**WORK ORDER:** Report every line below that has the string "const" in it.

**THE DATA:**
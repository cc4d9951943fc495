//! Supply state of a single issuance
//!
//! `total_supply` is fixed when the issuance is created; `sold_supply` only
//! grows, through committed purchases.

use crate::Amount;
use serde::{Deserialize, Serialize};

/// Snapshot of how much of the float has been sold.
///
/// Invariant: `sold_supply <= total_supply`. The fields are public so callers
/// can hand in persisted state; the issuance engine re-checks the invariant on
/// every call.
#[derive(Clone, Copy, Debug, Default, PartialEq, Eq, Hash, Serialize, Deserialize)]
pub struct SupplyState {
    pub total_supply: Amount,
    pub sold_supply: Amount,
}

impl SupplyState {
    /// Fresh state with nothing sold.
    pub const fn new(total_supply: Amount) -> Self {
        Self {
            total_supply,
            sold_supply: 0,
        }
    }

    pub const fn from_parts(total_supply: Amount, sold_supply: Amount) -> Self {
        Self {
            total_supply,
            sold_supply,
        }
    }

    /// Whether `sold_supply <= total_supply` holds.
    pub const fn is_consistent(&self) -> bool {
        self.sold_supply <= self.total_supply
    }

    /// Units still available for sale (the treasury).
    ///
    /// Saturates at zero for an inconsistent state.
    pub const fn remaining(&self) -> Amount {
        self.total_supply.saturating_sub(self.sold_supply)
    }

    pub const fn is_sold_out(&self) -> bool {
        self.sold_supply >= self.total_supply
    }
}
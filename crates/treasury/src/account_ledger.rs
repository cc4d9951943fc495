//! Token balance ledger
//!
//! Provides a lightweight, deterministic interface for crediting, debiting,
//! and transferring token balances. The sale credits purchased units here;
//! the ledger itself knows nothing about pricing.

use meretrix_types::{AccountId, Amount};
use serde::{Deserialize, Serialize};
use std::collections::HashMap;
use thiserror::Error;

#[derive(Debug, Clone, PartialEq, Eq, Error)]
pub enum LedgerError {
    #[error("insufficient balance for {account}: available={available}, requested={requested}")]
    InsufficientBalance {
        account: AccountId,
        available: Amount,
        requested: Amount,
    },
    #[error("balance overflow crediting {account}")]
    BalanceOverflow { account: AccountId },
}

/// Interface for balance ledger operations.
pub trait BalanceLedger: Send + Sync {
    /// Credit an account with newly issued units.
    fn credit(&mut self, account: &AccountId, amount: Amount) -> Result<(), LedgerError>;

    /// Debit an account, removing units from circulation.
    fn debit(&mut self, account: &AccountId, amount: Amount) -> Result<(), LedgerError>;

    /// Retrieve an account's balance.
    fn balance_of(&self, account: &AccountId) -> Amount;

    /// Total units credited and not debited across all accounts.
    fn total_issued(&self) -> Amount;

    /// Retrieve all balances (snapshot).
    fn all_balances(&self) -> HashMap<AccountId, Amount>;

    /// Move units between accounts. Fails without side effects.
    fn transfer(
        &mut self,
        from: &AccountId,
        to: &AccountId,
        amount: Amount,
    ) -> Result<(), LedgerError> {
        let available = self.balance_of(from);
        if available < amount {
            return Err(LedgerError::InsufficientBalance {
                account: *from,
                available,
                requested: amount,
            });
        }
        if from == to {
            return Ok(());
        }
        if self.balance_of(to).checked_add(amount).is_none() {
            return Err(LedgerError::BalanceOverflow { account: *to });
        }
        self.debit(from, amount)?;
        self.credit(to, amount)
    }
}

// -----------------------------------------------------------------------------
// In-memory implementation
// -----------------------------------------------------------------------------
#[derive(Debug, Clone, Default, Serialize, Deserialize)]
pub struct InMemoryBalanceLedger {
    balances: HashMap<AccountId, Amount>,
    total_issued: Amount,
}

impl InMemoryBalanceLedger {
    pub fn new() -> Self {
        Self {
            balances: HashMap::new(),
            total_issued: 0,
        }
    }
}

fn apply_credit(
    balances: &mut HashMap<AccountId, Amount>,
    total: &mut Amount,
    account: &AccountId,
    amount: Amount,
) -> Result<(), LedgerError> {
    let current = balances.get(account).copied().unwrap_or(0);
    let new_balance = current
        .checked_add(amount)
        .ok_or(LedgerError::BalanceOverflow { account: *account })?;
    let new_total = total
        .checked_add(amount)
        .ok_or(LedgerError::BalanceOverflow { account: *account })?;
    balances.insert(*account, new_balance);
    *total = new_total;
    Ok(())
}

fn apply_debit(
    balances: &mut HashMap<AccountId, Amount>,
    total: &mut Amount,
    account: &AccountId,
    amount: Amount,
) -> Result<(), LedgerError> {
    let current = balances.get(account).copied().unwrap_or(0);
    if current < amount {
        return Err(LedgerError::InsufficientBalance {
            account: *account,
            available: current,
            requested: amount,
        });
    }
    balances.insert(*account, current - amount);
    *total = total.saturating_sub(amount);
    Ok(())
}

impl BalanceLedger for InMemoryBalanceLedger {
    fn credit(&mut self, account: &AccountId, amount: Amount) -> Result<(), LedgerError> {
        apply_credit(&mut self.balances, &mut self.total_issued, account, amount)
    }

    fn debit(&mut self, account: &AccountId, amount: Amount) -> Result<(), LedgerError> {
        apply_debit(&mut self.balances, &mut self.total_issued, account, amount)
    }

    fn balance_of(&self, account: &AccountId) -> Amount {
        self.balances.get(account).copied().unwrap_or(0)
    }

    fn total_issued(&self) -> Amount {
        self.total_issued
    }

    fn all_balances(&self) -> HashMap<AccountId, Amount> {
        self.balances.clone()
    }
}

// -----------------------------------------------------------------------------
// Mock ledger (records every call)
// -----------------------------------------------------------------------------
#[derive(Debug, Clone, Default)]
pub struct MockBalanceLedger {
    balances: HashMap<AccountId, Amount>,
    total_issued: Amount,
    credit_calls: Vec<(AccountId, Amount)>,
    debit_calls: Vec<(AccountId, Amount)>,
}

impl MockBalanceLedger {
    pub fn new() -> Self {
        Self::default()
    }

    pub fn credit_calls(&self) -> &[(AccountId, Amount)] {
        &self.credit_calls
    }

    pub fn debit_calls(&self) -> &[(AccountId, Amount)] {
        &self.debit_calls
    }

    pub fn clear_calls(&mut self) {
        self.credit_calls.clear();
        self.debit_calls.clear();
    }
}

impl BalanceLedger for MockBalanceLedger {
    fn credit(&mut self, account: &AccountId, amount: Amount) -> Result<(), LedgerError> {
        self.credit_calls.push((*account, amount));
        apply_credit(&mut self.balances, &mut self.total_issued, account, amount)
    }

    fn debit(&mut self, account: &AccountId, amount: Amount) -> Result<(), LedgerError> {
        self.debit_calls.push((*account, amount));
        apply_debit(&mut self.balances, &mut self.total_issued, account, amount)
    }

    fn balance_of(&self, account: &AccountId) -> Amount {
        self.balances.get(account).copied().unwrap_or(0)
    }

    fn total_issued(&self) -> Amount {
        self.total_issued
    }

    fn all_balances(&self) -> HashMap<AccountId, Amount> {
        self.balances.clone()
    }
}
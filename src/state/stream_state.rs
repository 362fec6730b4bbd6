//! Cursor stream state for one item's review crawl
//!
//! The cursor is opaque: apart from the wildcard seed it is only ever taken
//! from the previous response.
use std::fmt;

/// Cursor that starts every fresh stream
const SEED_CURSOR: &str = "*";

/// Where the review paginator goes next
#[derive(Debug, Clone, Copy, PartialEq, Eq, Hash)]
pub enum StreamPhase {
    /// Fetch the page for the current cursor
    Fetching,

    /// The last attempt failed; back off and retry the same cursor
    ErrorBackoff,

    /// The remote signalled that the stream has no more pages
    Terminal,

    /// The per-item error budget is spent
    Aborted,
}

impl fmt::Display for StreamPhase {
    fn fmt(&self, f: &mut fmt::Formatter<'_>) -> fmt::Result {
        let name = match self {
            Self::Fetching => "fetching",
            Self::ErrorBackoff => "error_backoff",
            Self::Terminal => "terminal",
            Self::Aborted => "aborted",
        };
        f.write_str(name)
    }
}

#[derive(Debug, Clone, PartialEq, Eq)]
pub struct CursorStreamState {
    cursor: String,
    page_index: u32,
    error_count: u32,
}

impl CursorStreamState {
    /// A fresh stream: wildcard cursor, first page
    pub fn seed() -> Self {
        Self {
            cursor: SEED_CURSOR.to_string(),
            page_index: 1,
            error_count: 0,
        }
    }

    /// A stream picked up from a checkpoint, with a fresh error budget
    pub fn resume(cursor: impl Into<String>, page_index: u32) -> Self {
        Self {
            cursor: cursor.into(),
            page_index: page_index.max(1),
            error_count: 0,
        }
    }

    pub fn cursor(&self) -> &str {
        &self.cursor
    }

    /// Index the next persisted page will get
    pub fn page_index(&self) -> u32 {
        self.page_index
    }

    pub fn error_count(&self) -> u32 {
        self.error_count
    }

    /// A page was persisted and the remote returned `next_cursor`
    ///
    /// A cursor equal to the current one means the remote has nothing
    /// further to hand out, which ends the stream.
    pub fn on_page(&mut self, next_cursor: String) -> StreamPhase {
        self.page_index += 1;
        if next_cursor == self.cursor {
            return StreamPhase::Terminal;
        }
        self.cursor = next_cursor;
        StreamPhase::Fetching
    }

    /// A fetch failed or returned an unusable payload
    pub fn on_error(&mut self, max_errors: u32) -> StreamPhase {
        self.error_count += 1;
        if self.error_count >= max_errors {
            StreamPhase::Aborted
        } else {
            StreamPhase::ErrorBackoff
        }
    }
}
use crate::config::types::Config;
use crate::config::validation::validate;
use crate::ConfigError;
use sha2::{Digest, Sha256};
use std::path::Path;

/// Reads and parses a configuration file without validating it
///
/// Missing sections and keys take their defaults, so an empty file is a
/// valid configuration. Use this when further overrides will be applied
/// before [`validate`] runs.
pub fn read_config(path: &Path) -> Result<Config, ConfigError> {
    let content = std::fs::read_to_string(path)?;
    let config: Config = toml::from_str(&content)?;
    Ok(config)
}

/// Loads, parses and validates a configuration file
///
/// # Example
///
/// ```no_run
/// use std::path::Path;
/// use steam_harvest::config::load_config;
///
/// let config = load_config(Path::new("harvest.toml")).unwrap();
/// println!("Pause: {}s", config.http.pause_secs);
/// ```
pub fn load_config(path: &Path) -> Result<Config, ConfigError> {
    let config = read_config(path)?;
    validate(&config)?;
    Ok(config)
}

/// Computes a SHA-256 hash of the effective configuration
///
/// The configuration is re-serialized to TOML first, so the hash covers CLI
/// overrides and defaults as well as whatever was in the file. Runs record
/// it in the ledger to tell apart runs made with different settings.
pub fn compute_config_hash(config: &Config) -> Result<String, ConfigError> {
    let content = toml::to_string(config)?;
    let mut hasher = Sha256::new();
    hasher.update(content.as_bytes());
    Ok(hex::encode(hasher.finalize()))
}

**SOLUTION TO THIS TASK:**
    pub const fn new(total_supply: Amount) -> Self {
    pub const fn from_parts(total_supply: Amount, sold_supply: Amount) -> Self {
    pub const fn is_consistent(&self) -> bool {
    pub const fn remaining(&self) -> Amount {
    pub const fn is_sold_out(&self) -> bool {
const SEED_CURSOR: &str = "*";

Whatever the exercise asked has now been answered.